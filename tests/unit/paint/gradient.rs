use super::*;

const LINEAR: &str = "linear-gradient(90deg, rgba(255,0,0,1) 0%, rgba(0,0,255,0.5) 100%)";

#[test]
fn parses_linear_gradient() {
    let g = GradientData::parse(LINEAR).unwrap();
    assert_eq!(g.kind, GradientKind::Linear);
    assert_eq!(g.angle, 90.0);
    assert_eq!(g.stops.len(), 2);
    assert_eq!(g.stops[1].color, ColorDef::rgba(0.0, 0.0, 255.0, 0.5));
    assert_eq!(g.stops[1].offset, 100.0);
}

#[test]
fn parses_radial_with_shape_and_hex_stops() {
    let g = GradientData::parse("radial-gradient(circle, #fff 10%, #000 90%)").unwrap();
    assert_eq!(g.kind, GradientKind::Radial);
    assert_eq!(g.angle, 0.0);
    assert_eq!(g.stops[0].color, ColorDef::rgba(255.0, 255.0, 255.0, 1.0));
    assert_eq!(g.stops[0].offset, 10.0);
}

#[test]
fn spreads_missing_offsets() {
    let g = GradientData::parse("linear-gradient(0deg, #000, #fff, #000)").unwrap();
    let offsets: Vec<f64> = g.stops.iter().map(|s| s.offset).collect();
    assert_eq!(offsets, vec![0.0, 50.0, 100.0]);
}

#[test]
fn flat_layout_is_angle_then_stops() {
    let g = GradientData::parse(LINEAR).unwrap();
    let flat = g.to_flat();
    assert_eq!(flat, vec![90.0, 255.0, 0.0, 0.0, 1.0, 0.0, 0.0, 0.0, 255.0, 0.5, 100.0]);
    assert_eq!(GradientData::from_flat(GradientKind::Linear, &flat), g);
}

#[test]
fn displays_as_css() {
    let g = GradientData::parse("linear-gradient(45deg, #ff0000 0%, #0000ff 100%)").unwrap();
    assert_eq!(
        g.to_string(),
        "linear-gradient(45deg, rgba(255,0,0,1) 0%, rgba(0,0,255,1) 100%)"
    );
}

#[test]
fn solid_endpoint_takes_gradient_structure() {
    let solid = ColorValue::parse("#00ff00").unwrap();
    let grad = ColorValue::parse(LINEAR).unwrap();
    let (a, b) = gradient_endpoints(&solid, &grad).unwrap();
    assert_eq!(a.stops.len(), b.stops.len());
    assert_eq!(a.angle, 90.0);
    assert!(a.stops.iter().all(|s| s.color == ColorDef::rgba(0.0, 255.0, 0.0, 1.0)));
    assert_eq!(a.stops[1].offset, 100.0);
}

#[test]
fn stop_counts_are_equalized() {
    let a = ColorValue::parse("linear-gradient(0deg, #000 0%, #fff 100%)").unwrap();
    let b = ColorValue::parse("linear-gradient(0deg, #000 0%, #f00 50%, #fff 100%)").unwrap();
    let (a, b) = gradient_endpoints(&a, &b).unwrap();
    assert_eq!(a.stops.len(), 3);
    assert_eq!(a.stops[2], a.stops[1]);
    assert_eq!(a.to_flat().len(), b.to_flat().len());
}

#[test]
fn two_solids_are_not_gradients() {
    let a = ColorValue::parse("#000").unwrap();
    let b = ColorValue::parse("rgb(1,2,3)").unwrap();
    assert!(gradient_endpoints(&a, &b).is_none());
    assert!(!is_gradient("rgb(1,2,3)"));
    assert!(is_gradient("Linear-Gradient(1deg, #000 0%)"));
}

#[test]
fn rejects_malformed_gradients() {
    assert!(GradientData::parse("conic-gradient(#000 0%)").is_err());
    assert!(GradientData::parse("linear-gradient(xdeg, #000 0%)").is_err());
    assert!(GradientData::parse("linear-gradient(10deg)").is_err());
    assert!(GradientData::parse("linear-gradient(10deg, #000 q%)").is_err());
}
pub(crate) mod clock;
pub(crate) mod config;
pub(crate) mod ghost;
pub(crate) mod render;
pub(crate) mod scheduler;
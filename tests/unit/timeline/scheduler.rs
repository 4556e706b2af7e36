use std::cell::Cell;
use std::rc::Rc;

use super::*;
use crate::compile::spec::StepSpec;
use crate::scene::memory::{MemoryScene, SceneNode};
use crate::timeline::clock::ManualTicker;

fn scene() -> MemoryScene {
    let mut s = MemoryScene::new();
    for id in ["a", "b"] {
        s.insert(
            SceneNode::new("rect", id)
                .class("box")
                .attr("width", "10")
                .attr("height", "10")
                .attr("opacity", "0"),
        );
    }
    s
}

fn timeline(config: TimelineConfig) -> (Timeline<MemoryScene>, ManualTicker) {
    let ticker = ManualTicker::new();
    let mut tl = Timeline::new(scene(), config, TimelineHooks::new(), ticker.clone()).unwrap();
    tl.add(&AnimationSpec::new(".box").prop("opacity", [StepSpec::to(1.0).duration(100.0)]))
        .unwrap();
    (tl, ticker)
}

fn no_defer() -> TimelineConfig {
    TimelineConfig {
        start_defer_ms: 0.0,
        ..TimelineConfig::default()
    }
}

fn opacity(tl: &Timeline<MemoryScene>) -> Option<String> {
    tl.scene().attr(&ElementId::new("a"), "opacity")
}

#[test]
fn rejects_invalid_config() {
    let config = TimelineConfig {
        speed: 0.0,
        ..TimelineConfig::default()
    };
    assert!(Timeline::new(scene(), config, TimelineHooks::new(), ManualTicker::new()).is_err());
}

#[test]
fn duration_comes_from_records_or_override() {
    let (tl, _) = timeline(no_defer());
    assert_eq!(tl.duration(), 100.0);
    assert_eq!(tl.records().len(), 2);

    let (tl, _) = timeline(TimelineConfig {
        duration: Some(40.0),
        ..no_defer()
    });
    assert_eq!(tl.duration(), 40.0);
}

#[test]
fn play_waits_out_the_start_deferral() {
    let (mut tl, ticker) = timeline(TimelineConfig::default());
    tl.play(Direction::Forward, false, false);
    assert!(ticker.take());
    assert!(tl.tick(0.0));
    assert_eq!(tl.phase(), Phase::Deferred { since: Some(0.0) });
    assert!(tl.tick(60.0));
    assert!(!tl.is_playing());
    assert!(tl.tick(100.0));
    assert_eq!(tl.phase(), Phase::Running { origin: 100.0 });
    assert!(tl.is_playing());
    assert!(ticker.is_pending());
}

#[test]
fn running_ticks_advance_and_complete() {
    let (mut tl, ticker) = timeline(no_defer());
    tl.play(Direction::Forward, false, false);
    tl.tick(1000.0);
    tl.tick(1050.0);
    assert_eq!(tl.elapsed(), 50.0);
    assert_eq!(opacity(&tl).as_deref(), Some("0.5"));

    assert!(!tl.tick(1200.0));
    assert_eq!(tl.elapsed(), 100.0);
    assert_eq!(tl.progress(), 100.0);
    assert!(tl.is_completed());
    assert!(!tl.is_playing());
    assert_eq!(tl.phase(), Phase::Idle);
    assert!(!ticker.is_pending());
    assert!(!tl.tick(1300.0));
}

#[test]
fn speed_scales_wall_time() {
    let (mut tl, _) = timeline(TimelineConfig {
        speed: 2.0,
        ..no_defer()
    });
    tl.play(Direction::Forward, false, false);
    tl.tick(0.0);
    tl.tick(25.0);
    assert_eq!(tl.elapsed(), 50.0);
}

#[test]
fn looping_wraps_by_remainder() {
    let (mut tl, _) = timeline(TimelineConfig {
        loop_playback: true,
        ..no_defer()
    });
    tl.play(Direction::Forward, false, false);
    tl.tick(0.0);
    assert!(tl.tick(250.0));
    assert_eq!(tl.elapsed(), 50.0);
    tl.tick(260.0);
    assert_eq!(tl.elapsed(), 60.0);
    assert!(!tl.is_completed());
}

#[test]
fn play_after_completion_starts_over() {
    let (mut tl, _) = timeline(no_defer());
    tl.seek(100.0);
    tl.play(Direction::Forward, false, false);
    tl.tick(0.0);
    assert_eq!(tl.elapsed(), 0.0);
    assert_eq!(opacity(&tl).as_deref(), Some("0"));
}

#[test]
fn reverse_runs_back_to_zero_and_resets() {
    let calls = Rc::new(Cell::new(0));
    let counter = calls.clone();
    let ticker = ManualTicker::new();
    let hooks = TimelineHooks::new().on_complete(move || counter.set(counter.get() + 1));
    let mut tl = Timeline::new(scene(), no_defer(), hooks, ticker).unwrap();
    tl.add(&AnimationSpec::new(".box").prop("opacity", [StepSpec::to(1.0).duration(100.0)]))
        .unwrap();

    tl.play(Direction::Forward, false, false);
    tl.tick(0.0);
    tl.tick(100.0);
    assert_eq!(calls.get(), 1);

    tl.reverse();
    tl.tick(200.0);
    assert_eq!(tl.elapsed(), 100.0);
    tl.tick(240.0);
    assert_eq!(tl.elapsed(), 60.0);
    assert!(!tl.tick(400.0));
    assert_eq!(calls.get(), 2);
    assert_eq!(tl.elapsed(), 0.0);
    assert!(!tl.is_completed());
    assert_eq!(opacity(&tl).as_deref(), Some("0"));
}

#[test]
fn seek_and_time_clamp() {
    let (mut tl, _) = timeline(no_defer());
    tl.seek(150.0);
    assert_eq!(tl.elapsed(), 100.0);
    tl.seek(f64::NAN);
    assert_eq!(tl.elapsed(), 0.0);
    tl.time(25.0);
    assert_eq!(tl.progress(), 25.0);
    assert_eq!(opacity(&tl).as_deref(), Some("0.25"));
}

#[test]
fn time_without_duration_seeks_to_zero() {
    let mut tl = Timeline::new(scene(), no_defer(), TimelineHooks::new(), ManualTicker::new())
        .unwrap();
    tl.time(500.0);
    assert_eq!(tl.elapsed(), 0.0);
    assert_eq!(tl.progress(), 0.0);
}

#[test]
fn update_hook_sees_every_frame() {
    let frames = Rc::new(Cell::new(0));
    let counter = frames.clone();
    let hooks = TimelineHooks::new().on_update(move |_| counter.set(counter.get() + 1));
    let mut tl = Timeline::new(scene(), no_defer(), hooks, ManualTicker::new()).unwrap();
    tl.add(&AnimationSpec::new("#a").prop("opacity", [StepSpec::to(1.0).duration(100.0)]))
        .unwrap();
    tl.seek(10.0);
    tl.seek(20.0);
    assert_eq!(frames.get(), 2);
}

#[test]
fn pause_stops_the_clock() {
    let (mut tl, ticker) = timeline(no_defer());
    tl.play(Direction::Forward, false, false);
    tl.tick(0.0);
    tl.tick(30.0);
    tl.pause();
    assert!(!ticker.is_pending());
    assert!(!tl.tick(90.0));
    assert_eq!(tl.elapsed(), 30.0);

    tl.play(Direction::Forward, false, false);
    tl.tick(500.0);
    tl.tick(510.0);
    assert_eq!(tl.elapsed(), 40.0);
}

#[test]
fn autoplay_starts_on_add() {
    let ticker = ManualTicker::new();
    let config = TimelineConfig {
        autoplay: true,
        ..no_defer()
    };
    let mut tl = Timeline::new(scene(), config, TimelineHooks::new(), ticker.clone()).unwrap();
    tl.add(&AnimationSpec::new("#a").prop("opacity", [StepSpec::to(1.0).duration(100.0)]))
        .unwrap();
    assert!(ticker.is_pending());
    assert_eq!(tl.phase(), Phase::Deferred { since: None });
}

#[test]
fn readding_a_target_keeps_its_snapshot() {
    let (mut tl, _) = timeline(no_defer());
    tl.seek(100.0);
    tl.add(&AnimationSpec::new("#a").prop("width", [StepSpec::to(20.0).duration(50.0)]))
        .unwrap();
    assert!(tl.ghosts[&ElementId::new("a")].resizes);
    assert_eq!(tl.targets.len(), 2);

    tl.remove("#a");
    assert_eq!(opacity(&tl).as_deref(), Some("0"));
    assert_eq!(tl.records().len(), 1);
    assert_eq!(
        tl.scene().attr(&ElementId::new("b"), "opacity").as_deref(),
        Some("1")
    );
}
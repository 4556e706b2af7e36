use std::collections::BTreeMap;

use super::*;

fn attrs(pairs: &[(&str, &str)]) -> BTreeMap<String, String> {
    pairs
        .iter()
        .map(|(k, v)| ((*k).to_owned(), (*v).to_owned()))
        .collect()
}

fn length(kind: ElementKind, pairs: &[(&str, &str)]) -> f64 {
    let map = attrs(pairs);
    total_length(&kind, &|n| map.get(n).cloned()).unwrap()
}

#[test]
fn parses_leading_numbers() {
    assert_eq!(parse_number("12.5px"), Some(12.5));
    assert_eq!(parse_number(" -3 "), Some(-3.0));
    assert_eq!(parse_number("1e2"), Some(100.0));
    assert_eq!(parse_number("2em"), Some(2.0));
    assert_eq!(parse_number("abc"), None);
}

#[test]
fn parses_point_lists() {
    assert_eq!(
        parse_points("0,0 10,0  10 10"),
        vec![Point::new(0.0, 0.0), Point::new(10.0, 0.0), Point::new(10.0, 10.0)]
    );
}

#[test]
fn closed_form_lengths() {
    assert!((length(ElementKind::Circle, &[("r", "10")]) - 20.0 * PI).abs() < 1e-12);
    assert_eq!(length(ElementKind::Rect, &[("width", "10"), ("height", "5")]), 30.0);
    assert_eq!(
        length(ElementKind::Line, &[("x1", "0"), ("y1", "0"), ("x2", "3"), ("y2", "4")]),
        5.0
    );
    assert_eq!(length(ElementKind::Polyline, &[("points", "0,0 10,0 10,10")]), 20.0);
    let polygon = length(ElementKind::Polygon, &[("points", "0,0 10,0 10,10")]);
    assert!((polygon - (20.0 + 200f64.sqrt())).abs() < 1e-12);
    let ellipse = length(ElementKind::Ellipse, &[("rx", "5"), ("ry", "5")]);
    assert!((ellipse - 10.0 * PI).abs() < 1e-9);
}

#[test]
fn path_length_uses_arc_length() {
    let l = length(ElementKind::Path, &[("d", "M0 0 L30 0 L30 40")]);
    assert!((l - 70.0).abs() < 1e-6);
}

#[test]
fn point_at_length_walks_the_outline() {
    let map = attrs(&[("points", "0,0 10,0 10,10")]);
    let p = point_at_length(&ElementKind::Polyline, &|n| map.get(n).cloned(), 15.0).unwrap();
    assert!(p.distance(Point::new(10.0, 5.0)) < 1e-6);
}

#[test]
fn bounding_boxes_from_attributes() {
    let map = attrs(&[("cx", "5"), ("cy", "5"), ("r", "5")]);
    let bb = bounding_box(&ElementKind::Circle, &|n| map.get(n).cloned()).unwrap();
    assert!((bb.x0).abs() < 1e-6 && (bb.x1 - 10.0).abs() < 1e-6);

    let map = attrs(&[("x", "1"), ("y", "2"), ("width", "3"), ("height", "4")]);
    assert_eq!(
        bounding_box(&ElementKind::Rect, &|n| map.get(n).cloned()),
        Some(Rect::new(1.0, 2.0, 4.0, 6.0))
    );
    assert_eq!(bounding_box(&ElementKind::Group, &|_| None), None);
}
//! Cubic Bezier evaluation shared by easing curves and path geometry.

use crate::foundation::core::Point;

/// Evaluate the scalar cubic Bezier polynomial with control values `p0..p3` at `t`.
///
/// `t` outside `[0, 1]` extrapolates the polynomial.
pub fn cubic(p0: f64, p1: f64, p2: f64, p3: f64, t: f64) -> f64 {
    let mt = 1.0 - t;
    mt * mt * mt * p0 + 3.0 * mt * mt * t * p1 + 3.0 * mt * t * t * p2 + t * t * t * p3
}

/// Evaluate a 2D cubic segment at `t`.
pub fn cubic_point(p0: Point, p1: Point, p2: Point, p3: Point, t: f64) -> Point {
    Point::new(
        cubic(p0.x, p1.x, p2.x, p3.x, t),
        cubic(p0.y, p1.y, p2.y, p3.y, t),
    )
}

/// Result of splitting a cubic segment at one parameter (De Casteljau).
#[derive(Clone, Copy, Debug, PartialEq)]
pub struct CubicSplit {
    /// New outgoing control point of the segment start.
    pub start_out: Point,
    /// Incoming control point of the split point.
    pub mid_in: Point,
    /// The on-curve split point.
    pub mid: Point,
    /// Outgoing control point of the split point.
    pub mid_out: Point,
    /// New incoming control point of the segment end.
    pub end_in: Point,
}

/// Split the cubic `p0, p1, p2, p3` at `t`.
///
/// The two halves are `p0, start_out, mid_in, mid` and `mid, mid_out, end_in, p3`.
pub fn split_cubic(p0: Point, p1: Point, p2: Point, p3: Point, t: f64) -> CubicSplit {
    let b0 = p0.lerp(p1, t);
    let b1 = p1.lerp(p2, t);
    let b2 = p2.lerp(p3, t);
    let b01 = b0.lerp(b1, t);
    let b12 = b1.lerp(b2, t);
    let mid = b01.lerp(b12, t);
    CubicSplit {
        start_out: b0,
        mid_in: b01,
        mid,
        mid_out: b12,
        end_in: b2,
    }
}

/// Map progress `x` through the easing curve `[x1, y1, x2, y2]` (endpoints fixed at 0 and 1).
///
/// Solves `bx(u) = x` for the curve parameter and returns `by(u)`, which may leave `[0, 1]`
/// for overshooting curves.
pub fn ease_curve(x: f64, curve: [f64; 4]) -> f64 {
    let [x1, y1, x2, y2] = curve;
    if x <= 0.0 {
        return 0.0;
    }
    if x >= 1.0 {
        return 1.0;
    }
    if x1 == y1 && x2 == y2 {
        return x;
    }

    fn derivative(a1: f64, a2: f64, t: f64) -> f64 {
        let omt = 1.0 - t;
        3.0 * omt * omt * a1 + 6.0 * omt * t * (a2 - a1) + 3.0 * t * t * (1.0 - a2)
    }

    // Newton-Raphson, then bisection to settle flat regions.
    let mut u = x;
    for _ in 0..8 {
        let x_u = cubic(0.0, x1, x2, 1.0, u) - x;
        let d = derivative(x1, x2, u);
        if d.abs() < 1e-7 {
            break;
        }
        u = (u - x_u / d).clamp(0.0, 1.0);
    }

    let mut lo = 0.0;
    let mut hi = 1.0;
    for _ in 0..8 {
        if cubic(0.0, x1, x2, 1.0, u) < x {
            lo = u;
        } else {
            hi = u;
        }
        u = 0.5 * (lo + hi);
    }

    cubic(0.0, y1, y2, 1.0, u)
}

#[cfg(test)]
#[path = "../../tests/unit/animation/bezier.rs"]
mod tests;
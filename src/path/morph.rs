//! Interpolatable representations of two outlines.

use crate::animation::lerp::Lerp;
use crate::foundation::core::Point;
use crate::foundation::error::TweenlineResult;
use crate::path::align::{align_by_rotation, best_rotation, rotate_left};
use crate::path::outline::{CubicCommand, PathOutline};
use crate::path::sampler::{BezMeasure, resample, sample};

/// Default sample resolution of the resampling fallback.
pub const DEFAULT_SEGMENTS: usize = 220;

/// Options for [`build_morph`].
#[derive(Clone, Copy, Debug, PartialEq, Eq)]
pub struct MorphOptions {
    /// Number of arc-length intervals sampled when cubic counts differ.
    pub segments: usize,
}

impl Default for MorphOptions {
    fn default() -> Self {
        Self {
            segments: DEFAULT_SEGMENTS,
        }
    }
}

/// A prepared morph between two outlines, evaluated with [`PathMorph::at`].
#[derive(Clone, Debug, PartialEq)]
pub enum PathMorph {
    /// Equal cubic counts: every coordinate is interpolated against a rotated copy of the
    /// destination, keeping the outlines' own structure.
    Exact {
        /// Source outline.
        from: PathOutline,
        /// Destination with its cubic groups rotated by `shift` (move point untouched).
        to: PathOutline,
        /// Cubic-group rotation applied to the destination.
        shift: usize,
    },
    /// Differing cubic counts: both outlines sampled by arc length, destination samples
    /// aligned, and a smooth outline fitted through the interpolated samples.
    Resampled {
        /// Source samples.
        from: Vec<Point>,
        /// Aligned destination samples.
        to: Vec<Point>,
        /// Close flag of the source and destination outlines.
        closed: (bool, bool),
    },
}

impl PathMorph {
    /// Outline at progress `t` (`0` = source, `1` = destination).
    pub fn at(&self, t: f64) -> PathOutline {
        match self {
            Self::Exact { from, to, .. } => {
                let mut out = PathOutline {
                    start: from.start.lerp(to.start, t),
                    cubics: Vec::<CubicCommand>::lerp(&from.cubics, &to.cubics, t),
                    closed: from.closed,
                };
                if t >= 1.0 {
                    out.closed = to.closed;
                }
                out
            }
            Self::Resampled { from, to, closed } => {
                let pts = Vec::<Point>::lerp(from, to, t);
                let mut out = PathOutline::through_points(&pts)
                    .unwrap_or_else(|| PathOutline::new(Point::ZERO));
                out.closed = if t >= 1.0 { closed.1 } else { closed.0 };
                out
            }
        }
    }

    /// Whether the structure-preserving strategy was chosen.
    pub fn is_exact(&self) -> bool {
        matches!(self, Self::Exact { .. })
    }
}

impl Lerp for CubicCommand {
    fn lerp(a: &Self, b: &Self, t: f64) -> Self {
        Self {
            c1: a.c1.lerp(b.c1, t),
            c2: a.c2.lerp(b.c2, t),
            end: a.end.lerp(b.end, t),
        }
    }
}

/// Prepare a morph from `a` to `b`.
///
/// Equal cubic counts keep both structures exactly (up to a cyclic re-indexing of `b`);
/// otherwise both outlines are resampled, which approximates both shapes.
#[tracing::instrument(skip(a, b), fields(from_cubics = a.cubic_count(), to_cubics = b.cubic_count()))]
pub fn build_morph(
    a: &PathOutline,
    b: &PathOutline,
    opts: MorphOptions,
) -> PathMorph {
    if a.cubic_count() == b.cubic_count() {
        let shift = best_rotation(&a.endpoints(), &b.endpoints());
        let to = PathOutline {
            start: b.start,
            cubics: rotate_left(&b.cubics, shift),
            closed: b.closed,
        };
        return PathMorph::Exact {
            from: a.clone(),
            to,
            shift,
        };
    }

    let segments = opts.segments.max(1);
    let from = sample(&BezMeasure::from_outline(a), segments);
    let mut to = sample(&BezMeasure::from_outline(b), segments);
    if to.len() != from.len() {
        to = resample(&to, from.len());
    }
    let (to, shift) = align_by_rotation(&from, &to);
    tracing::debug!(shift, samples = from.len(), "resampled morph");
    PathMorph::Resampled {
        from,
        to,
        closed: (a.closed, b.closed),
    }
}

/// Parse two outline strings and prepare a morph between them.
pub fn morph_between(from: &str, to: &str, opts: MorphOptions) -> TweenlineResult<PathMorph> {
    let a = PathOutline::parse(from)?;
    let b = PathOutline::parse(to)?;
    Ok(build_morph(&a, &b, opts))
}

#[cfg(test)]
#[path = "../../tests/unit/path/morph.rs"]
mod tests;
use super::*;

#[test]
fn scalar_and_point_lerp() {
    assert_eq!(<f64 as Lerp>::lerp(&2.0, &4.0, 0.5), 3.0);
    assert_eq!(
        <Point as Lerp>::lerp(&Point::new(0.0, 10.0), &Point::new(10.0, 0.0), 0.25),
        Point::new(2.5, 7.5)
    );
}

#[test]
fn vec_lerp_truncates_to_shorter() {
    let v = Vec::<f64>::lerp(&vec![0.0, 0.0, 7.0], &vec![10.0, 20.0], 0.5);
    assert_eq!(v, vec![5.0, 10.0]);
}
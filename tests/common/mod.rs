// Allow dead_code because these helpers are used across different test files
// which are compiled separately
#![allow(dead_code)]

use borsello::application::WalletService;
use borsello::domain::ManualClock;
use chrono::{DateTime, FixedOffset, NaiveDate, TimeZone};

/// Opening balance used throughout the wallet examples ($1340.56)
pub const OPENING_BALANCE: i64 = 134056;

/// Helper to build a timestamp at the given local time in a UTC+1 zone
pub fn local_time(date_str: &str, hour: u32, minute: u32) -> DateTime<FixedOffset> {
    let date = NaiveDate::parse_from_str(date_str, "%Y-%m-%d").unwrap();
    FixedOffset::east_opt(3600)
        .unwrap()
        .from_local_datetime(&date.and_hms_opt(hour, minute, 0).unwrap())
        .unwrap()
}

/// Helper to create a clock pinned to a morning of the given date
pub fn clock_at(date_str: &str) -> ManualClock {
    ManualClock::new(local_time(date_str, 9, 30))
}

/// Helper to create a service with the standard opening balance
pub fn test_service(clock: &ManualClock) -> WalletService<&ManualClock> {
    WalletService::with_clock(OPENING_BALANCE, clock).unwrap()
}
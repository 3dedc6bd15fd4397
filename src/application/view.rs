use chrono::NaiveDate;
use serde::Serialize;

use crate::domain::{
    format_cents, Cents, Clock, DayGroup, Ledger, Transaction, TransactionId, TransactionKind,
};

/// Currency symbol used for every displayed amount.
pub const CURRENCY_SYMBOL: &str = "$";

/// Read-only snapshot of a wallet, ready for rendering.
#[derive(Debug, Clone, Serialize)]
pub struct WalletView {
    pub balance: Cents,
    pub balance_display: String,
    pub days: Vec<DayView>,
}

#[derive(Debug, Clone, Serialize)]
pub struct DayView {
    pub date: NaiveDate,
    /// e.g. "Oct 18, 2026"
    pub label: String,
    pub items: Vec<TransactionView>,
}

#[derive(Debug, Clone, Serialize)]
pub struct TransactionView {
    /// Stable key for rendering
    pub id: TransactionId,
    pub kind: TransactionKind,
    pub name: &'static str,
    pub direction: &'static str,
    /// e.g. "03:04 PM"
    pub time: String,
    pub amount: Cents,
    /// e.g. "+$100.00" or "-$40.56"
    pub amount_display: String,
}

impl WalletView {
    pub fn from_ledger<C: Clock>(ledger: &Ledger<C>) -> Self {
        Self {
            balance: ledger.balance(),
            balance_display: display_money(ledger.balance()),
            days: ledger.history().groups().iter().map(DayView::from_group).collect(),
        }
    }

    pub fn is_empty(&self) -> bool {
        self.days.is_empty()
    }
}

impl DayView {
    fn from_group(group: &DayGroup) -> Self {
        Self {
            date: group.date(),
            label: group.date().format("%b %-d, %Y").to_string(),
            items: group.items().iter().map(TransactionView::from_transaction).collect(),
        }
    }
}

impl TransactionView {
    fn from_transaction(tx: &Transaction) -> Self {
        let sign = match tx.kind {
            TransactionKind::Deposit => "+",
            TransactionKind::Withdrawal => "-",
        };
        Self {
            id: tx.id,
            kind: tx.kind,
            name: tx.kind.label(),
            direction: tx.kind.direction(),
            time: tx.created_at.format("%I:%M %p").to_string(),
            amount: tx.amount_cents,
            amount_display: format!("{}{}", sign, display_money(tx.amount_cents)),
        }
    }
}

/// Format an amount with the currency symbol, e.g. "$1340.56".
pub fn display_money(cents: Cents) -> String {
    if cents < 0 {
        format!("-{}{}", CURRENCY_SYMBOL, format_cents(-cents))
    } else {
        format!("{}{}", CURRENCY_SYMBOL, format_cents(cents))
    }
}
++++++++++
◆ What you should do: Tally up the lines in the preceding listing that contain the string "pairs". Respond with the number and nothing else.

◆ Solution to this exercise: 4